O art. 8º lista de forma indistinta medidas coercitivas que não fazem uso da força, como sanções econômicas e interrupção das relações diplomáticas, e a possibilidade de emprego das forças armadas, sem especificar em quais situações tais medidas podem ser empregadas. A leitura conjunta dos arts. 6º e 8º do TIAR inicialmente parece admitir que o emprego de forças armadas seja utilizado ante a existência de uma situação que possa pôr em perigo a paz da América que não configure um ataque armado. Tal interpretação possibilitaria que a ANV solicitasse a intervenção armada dos outros Estados-partes do TIAR para lidar com a situação doméstica no país, já que seus efeitos ultrapassariam suas fronteiras e representariam uma ameaça à paz regional.

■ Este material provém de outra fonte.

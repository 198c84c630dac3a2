//! Column height aggregation.

use crate::grid::Grid;

/// Sum of measured item heights per column.
///
/// `heights` is indexed by item index. Only columns holding an item are
/// reported; empty cells contribute nothing.
pub fn column_heights(grid: &Grid, heights: &[f64]) -> Vec<f64> {
    (0..grid.filled_cols())
        .map(|col| {
            grid.column(col)
                .map(|index| heights.get(index).copied().unwrap_or(0.0))
                .sum::<f64>()
        })
        .collect()
}

/// Height of the tallest column, `0` for a grid without items or columns.
pub fn highest_column(grid: &Grid, heights: &[f64]) -> f64 {
    column_heights(grid, heights)
        .into_iter()
        .fold(0.0, f64::max)
}

#[cfg(test)]
mod tests {
    use super::*;

    #[test]
    fn tallest_column_wins() {
        let grid = Grid::partition(8, 4);
        let heights = [100.0, 120.0, 90.0, 80.0, 50.0, 10.0, 70.0, 30.0];

        assert_eq!(column_heights(&grid, &heights), vec![150.0, 130.0, 160.0, 110.0]);
        assert_eq!(highest_column(&grid, &heights), 160.0);
    }

    #[test]
    fn empty_cells_contribute_nothing() {
        let grid = Grid::partition(5, 4);
        let heights = [10.0, 20.0, 30.0, 40.0, 5.0];

        assert_eq!(column_heights(&grid, &heights), vec![15.0, 20.0, 30.0, 40.0]);
    }

    #[test]
    fn empty_grid_is_zero_high() {
        assert_eq!(highest_column(&Grid::partition(0, 4), &[]), 0.0);
        assert_eq!(highest_column(&Grid::partition(4, 0), &[1.0; 4]), 0.0);
    }

    #[test]
    fn columns_past_the_items_are_not_visited() {
        let grid = Grid::partition(3, usize::MAX);
        let heights = [40.0, 70.0, 55.0];

        assert_eq!(column_heights(&grid, &heights), vec![40.0, 70.0, 55.0]);
        assert_eq!(highest_column(&grid, &heights), 70.0);
    }
}
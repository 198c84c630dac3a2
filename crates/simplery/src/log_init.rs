use log::{LevelFilter, Metadata, Record};
use std::fs::{File, OpenOptions};
use std::io::Write;
use std::path::Path;
use std::sync::Mutex;

use crate::error::Result;

/// Appends `[LEVEL target] message` lines to a file.
struct FileLogger {
    level: LevelFilter,
    file: Mutex<File>,
}

impl log::Log for FileLogger {
    fn enabled(&self, metadata: &Metadata) -> bool {
        metadata.level() <= self.level
    }

    fn log(&self, record: &Record) {
        if !self.enabled(record.metadata()) {
            return;
        }
        if let Ok(mut file) = self.file.lock() {
            let _ = writeln!(
                file,
                "[{} {}] {}",
                record.level(),
                record.target(),
                record.args()
            );
        }
    }

    fn flush(&self) {
        if let Ok(mut file) = self.file.lock() {
            let _ = file.flush();
        }
    }
}

/// Install a file logger for layout diagnostics.
///
/// Fails if the file cannot be opened or another logger is already set.
pub fn init_logger(path: impl AsRef<Path>, level: LevelFilter) -> Result<()> {
    let file = OpenOptions::new()
        .create(true)
        .append(true)
        .open(path.as_ref())?;
    let logger = FileLogger {
        level,
        file: Mutex::new(file),
    };
    log::set_boxed_logger(Box::new(logger))?;
    log::set_max_level(level);
    Ok(())
}
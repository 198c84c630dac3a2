//! # GCSS - Gallery inline styles
//!
//! The small slice of CSS a masonry gallery reads from and writes to its
//! host elements:
//!
//! - **Types**: [`Length`], [`Spacing`], layout keywords and the typed
//!   declaration block [`InlineStyle`]
//! - **Parsing**: inline `style` attributes and `name: value` declaration
//!   lists, built on `nom`
//! - **Serialization**: `InlineStyle` renders back to an attribute value
//!
//! ## Quick Start
//!
//! ```rust
//! use gcss::parser::parse_inline_style;
//! use gcss::{Length, Position};
//!
//! let mut style = parse_inline_style("width: 960px; background: #fff").unwrap();
//! style.merge(&gcss::InlineStyle::new().with_position(Position::Relative));
//!
//! assert_eq!(style.width, Some(Length::px(960.0)));
//! assert_eq!(style.to_css(), "position: relative; width: 960px;");
//! ```

pub mod error;
pub mod parser;
pub mod types;

pub use error::GcssError;
pub use parser::{RawDeclaration, parse_declarations, parse_inline_style};
pub use types::{BoxSizing, Display, InlineStyle, Length, Position, Spacing, StyleProps, Unit};
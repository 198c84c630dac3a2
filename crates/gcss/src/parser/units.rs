use crate::types::geometry::{Length, Spacing, Unit};
use nom::{
    IResult,
    branch::alt,
    bytes::complete::tag,
    character::complete::{char, digit1, multispace0},
    combinator::{map, map_res, opt, recognize},
    sequence::{pair, preceded, tuple},
};

/// Parse a floating point or integer number, including the `.5` shorthand.
fn parse_number(input: &str) -> IResult<&str, f64> {
    map_res(
        recognize(tuple((
            opt(char('-')),
            alt((
                recognize(pair(digit1, opt(pair(char('.'), digit1)))),
                recognize(pair(char('.'), digit1)),
            )),
        ))),
        |s: &str| s.parse::<f64>(),
    )(input)
}

/// Parse the unit suffix (e.g., px, %, vw).
fn parse_unit_suffix(input: &str) -> IResult<&str, Unit> {
    alt((
        map(tag("px"), |_| Unit::Px),
        map(tag("vw"), |_| Unit::ViewWidth),
        map(tag("vh"), |_| Unit::ViewHeight),
        map(char('%'), |_| Unit::Percent),
    ))(input)
}

/// Parse a single length (e.g., "10px", "50%", "auto", "12").
pub fn parse_length(input: &str) -> IResult<&str, Length> {
    let input = input.trim_start();

    if let Ok((remaining, _)) = tag::<&str, &str, nom::error::Error<&str>>("auto")(input) {
        return Ok((remaining, Length::AUTO));
    }

    let (input, value) = parse_number(input)?;
    let (input, unit) = opt(parse_unit_suffix)(input)?;

    Ok((
        input,
        Length {
            value,
            unit: unit.unwrap_or(Unit::Px),
        },
    ))
}

/// Parse CSS box spacing.
/// Supports 1 value (all), 2 values (v, h), 3 values (t, h, b) or 4 values (t, r, b, l).
pub fn parse_spacing(input: &str) -> IResult<&str, Spacing> {
    let (input, first) = parse_length(input)?;
    let (input, second) = opt(preceded(multispace0, parse_length))(input)?;
    let Some(second) = second else {
        return Ok((input, Spacing::all(first)));
    };

    let (input, third) = opt(preceded(multispace0, parse_length))(input)?;
    let Some(third) = third else {
        return Ok((input, Spacing::vertical_horizontal(first, second)));
    };

    let (input, fourth) = opt(preceded(multispace0, parse_length))(input)?;
    let spacing = Spacing {
        top: first,
        right: second,
        bottom: third,
        left: fourth.unwrap_or(second),
    };
    Ok((input, spacing))
}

No entanto, a inexistência de diferenciação entre as medidas previstas no art. 8º do TIAR não implica que qualquer uma delas possa ser aplicada a qualquer uma das hipóteses de aplicação do Tratado. Como ressaltado no ponto anterior, o objetivo principal do Tratado deve ser levado em conta para a determinação das medidas passíveis de serem empregadas. Dessa forma, o uso da força deve ser empregado apenas na hipótese de exercício da legítima defesa coletiva. De acordo com Josef Kunz:

O Tratado do Rio é construído inteiramente sobre o art. 51 da Carta [das Nações Unidas] e sobre a concepção de “ataque armado”. Portanto, pode ser apenas um sistema de legítima defesa, não um sistema de sanções. O monopólio do uso da força se encontra nas mãos do Conselho de Segurança; os Estados-membros podem recorrer à força somente nos termos do artigo 51 e somente contra um ataque armado. [...] O Tratado do Rio [...], em consequência de seus fundamentos, nada tem a ver com segurança e sanções coletivas, mas apenas com legítima defesa. (KUNZ, 1948, p. 120, tradução nossa)10

A limitação do uso da força também decorre do fato de que o TIAR estabelece em seu art. 1º a obrigação de suas partes em não utilizarem a força de forma incompatível com a Carta das Nações Unidas, que prevê como únicas exceções à proibição do uso da força a ação autorizada do CSNU e o exercício da legítima defesa coletiva, este último a razão de criação do TIAR. Dessa forma, o emprego de forças armadas previsto no art. 8º se limita à hipótese de repulsa a um ataque armado contra um Estado americano, estabelecida em seu art. 3º.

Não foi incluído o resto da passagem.